Milts in your mouth, not in your hands.:corkysm55


----------



## UltimateOutdoorsman (Sep 13, 2001)

Ifish said:


> And you can argue all you want about it , it's alot more fun to catch a Salmon in a river drifting then letting some rig do all the work and not even getting to feel the strike.



I couldn't disagree more. Both are fun. I'll take the lake over the river anyday. The lake to me means fresh chrome fish, and I can get away from the crowds.

If you don't have a boat, and want fresh fish, just hit the local pier! That's how I did it for years.


----------



## Ifish (Aug 4, 2009)

You can disagree all you want, it's an opinion. I'm not out to come home with a crap load of fish I want to have fun on my vacation. Where we fish we are completely away from the crowds, I'm not a casual fisherman who goes to Tippy. We camp right by the river and do it rustic. Whats so fun about using a rigger and not being able to feel the strike. Let's stare at poles all day and when one goes down grab it. Seems like alot of fun to me... not. But to each his own I guess. 

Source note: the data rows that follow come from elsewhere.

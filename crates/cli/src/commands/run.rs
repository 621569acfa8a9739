// Run command - consume a queue until interrupted

use std::sync::atomic::{AtomicU64, Ordering};
use std::sync::Arc;

use anyhow::Result;
use filebus::prelude::*;
use tracing::info;

use crate::output::{print_field, OutputFormat};

pub async fn run(
    options: BusOptions,
    forward: Option<String>,
    output: OutputFormat,
    quiet: bool,
) -> Result<()> {
    let transport = Arc::new(FileSystemTransport::from_options(&options)?);
    if let Some(target) = &forward {
        transport.create_queue(target)?;
    }

    let handled = Arc::new(AtomicU64::new(0));
    let pipeline = {
        let transport = Arc::clone(&transport);
        let handled = Arc::clone(&handled);
        HandlerPipeline::new(move |ctx: IncomingContext| {
            let transport = Arc::clone(&transport);
            let handled = Arc::clone(&handled);
            let forward = forward.clone();
            async move {
                let label = ctx.message.label();
                if let Some(target) = forward {
                    transport
                        .send(&target, ctx.message.clone(), Some(ctx.transaction.as_ref()))
                        .await?;
                }

                if output.is_text() && !quiet {
                    println!("{}\t{}", label, String::from_utf8_lossy(&ctx.message.body));
                } else if !output.is_text() {
                    println!(
                        "{}",
                        serde_json::json!({
                            "label": label,
                            "headers": ctx.message.headers,
                            "body": String::from_utf8_lossy(&ctx.message.body),
                        })
                    );
                }
                handled.fetch_add(1, Ordering::Relaxed);
                Ok::<(), anyhow::Error>(())
            }
        })
    };

    let coordinator = WorkersCoordinatorFactory::new(options).create(transport, Arc::new(pipeline))?;
    info!(queue = %coordinator.name(), "Consuming, press Ctrl-C to stop");

    tokio::signal::ctrl_c().await?;
    info!("Shutdown signal received");
    coordinator.stop().await?;

    if output.is_text() && !quiet {
        print_field("Handled", &handled.load(Ordering::Relaxed).to_string());
    }
    Ok(())
}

You say you can get away from the crowds so why would I want to go to a pier where ever tom dick and harry are there and half of them don't know what the hell they are doing


----------



## clackercraft (Feb 19, 2009)

The best way I have found to cook salmon is, get a nice piece of cedar board, soak it in water, lie salmon on the board and put it on the grill untill cooked. Throw away the salmon and eat the ceader plank.


----------



## UltimateOutdoorsman (Sep 13, 2001)

Ifish said:


> You say you can get away from the crowds so why would I want to go to a pier where ever tom dick and harry are there and half of them don't know what the hell they are doing


If you re-read my post, I said: if you wanted FRESH fish, fish the pier. 

Meaning if you don't have access to a boat, fish the pier. I didn't say you'd have it to yourself. I should've been more clear about it. My bad.

Unless you're fishing thundersticks (or streamers), you're not feeling a "strike." How is fishing a chunk of skein under a bobber any different than trolling? You're just waiting for a strike to occur, exactly like on the boat in the big lake. I don't really see the difference.

Just like you said, to each his own. Don't get me wrong, I like river fishing too, but for table fare and solitude it's hard to beat the big lake.


----------



## UltimateOutdoorsman (Sep 13, 2001)

clackercraft said:


> The best way I have found to cook salmon is, get a nice piece of cedar board, soak it in water, lie salmon on the board and put it on the grill untill cooked. Throw away the salmon and eat the ceader plank.


LOL! :lol:


----------



## Fishslayer5789 (Mar 1, 2007)

wartfroggy said:


> a little silver?
> I like them all silver
> 
> Once they are in the rivers, they are pretty much useless to me except for some loose eggs and something to kill some time.


AMEN TO THAT! :lol:


----------



## Fishslayer5789 (Mar 1, 2007)

Ifish said:


> it's alot more fun to catch a Salmon in a river drifting then letting some rig do all the work and not even getting to feel the strike.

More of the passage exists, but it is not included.